■ Records excerpted from a collection
Content starts

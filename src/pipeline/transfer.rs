//! Transfer driver: starts a service-side copy and polls it to a terminal
//! state.
//!
//! ```text
//! NotStarted ──start──▶ Pending ──poll──▶ Pending
//!                          │
//!                          ├──▶ Success
//!                          ├──▶ Failed
//!                          └──▶ Aborted
//! ```
//!
//! Transitions are computed by [`TransferState::advance`] from each observed
//! [`CopyState`], independently of how the driver waits between polls.

use crate::{
    models::{
        copy::{CopyState, CopyStatus},
        grant::SignedAccessGrant,
        object::ObjectReference,
    },
    pipeline::progress::ProgressObserver,
    services::blob_service::BlobService,
};
use async_trait::async_trait;
use std::time::Duration;
use tracing::{debug, warn};

/// Delay between copy-status polls.
pub const POLL_INTERVAL: Duration = Duration::from_millis(500);

/// Source of the delay between polls.
#[async_trait]
pub trait Clock: Send + Sync {
    async fn sleep(&self, duration: Duration);
}

/// Real time, via the tokio timer.
#[derive(Debug, Clone, Copy, Default)]
pub struct TokioClock;

#[async_trait]
impl Clock for TokioClock {
    async fn sleep(&self, duration: Duration) {
        tokio::time::sleep(duration).await;
    }
}

#[derive(Debug, Clone, PartialEq, Eq)]
pub enum TransferState {
    NotStarted,
    Pending {
        bytes_copied: u64,
        total_bytes: Option<u64>,
    },
    Success,
    Failed {
        reason: String,
    },
    Aborted {
        reason: String,
    },
}

impl TransferState {
    pub fn is_terminal(&self) -> bool {
        matches!(
            self,
            TransferState::Success | TransferState::Failed { .. } | TransferState::Aborted { .. }
        )
    }

    /// Apply one observation of the service's copy status.
    ///
    /// Terminal states absorb further observations. While pending, bytes
    /// copied never decrease and a known total is kept once seen.
    pub fn advance(self, observed: &CopyState) -> Self {
        if self.is_terminal() {
            return self;
        }
        let (previous_bytes, previous_total) = match self {
            TransferState::Pending {
                bytes_copied,
                total_bytes,
            } => (bytes_copied, total_bytes),
            _ => (0, None),
        };

        match observed.status {
            CopyStatus::Pending => TransferState::Pending {
                bytes_copied: previous_bytes.max(observed.bytes_copied.unwrap_or(0)),
                total_bytes: observed.total_bytes.or(previous_total),
            },
            CopyStatus::Success => TransferState::Success,
            CopyStatus::Failed => TransferState::Failed {
                reason: describe(observed, "copy failed"),
            },
            CopyStatus::Aborted => TransferState::Aborted {
                reason: describe(observed, "copy aborted"),
            },
        }
    }

    /// Move a non-terminal state to `Failed`.
    pub fn fail(self, reason: impl Into<String>) -> Self {
        if self.is_terminal() {
            self
        } else {
            TransferState::Failed {
                reason: reason.into(),
            }
        }
    }

    /// The terminal outcome, or `None` while the copy is still in flight.
    pub fn outcome(&self) -> Option<TransferOutcome> {
        match self {
            TransferState::Success => Some(TransferOutcome::Success),
            TransferState::Failed { reason } => Some(TransferOutcome::Failed(reason.clone())),
            TransferState::Aborted { reason } => Some(TransferOutcome::Aborted(reason.clone())),
            TransferState::NotStarted | TransferState::Pending { .. } => None,
        }
    }
}

fn describe(observed: &CopyState, fallback: &str) -> String {
    observed
        .status_description
        .clone()
        .unwrap_or_else(|| fallback.to_string())
}

#[derive(Debug, Clone, PartialEq, Eq)]
pub enum TransferOutcome {
    Success,
    Failed(String),
    Aborted(String),
}

impl TransferOutcome {
    pub fn is_success(&self) -> bool {
        matches!(self, TransferOutcome::Success)
    }
}

/// One selected blob on its way to the destination container.
#[derive(Debug, Clone)]
pub struct TransferTask {
    pub source: ObjectReference,
    pub destination_container: String,
    pub state: TransferState,
}

impl TransferTask {
    pub fn new(source: ObjectReference, destination_container: impl Into<String>) -> Self {
        Self {
            source,
            destination_container: destination_container.into(),
            state: TransferState::NotStarted,
        }
    }

    fn apply(&mut self, observed: &CopyState) {
        let state = std::mem::replace(&mut self.state, TransferState::NotStarted);
        self.state = state.advance(observed);
    }

    fn fail(&mut self, reason: String) {
        let state = std::mem::replace(&mut self.state, TransferState::NotStarted);
        self.state = state.fail(reason);
    }
}

/// Drives a single copy on the destination service.
pub struct TransferDriver<'a> {
    destination: &'a dyn BlobService,
    clock: &'a dyn Clock,
    observer: &'a dyn ProgressObserver,
}

impl<'a> TransferDriver<'a> {
    pub fn new(
        destination: &'a dyn BlobService,
        clock: &'a dyn Clock,
        observer: &'a dyn ProgressObserver,
    ) -> Self {
        Self {
            destination,
            clock,
            observer,
        }
    }

    /// Copy `task.source` to the destination using `grant` and wait for a
    /// terminal state.
    ///
    /// `known_total`, when given, replaces the service-reported total in
    /// progress lines. Initiation or poll errors end the transfer as
    /// `Failed`; nothing here aborts the run.
    pub async fn drive(
        &self,
        task: &mut TransferTask,
        grant: &SignedAccessGrant,
        known_total: Option<u64>,
    ) -> TransferOutcome {
        let name = task.source.name.clone();

        match self
            .destination
            .start_copy_from_uri(&task.destination_container, &name, &grant.uri)
            .await
        {
            Ok(initial) => {
                debug!(name = %name, copy_id = %initial.copy_id, status = %initial.status, "copy started");
                task.apply(&initial);
            }
            Err(err) => {
                warn!(name = %name, error = %err, "copy could not be started");
                task.fail(err.to_string());
            }
        }

        loop {
            if let Some(outcome) = task.state.outcome() {
                return outcome;
            }
            if let TransferState::Pending {
                bytes_copied,
                total_bytes,
            } = &task.state
            {
                let total = known_total.or(*total_bytes).unwrap_or(0);
                self.observer.copy_progress(&name, *bytes_copied, total);
            }

            self.clock.sleep(POLL_INTERVAL).await;

            match self
                .destination
                .get_copy_state(&task.destination_container, &name)
                .await
            {
                Ok(observed) => task.apply(&observed),
                Err(err) => {
                    warn!(name = %name, error = %err, "copy status poll failed");
                    task.fail(err.to_string());
                }
            }
        }
    }
}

Content ends

■ WHAT IS REQUIRED
From the entries above, extract each line containing "BlobService".

■ TASK ANSWER
    services::blob_service::BlobService,
    destination: &'a dyn BlobService,
        destination: &'a dyn BlobService,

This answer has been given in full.